Work task:
Below are entries; copy exactly the lines from the one with "filename crates/infra/src/ai/mod.rs" through the one with "use serde_json::json;", both included, and leave out the rest.
-- Material to process follows --
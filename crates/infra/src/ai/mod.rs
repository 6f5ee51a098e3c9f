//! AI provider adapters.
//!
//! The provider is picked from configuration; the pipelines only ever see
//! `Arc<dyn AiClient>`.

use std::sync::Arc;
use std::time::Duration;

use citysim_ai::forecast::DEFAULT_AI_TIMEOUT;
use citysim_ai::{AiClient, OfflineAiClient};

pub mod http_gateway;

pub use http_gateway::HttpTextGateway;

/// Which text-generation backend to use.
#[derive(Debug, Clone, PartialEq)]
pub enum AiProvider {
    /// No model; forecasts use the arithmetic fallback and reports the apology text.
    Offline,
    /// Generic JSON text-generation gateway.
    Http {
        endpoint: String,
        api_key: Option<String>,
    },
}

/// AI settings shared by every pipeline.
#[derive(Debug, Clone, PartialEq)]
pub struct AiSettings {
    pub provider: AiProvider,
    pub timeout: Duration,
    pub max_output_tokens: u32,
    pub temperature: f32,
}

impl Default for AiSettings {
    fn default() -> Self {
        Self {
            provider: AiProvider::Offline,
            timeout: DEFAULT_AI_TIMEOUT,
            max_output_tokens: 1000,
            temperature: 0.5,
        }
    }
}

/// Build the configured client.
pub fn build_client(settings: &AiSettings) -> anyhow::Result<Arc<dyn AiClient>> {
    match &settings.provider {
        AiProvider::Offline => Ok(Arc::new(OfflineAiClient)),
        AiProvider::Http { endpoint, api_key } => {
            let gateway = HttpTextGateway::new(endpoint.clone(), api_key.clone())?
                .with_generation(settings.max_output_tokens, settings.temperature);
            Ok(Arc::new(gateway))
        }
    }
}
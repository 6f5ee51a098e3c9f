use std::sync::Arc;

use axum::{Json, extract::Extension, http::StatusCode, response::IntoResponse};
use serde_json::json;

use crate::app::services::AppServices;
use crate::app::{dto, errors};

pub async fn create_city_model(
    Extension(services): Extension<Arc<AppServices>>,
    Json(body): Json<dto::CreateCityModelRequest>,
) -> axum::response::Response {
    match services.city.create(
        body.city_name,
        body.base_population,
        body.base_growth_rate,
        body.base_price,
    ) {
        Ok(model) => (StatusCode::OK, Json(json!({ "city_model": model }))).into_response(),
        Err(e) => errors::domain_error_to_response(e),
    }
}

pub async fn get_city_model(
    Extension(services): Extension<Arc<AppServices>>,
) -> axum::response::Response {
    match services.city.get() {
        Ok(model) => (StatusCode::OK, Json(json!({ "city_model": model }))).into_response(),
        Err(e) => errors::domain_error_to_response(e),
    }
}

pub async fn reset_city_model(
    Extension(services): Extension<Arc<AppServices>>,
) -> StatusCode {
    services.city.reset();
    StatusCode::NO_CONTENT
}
-- Material to process concluded --
-- Material to process follows --
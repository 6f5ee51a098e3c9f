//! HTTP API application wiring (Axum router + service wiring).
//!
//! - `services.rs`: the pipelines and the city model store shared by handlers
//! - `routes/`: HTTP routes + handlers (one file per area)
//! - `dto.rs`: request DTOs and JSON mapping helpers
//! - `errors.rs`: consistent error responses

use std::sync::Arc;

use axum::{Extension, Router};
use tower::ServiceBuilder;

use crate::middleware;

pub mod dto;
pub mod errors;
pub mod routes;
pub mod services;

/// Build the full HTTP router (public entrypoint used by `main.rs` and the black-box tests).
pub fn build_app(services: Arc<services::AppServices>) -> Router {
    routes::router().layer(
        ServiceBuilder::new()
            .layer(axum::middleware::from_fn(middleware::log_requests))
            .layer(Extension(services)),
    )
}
-- Material to process concluded --
Written reply:
filename crates/infra/src/ai/mod.rs
repository 6f5ee51a098e3c9f
//! AI provider adapters.
//!
//! The provider is picked from configuration; the pipelines only ever see
//! `Arc<dyn AiClient>`.

use std::sync::Arc;
use std::time::Duration;

use citysim_ai::forecast::DEFAULT_AI_TIMEOUT;
use citysim_ai::{AiClient, OfflineAiClient};

pub mod http_gateway;

pub use http_gateway::HttpTextGateway;

/// Which text-generation backend to use.
#[derive(Debug, Clone, PartialEq)]
pub enum AiProvider {
    /// No model; forecasts use the arithmetic fallback and reports the apology text.
    Offline,
    /// Generic JSON text-generation gateway.
    Http {
        endpoint: String,
        api_key: Option<String>,
    },
}

/// AI settings shared by every pipeline.
#[derive(Debug, Clone, PartialEq)]
pub struct AiSettings {
    pub provider: AiProvider,
    pub timeout: Duration,
    pub max_output_tokens: u32,
    pub temperature: f32,
}

impl Default for AiSettings {
    fn default() -> Self {
        Self {
            provider: AiProvider::Offline,
            timeout: DEFAULT_AI_TIMEOUT,
            max_output_tokens: 1000,
            temperature: 0.5,
        }
    }
}

/// Build the configured client.
pub fn build_client(settings: &AiSettings) -> anyhow::Result<Arc<dyn AiClient>> {
    match &settings.provider {
        AiProvider::Offline => Ok(Arc::new(OfflineAiClient)),
        AiProvider::Http { endpoint, api_key } => {
            let gateway = HttpTextGateway::new(endpoint.clone(), api_key.clone())?
                .with_generation(settings.max_output_tokens, settings.temperature);
            Ok(Arc::new(gateway))
        }
    }
}
repository 6f5ee51a098e3c9f
use std::sync::Arc;

use axum::{Json, extract::Extension, http::StatusCode, response::IntoResponse};
use serde_json::json;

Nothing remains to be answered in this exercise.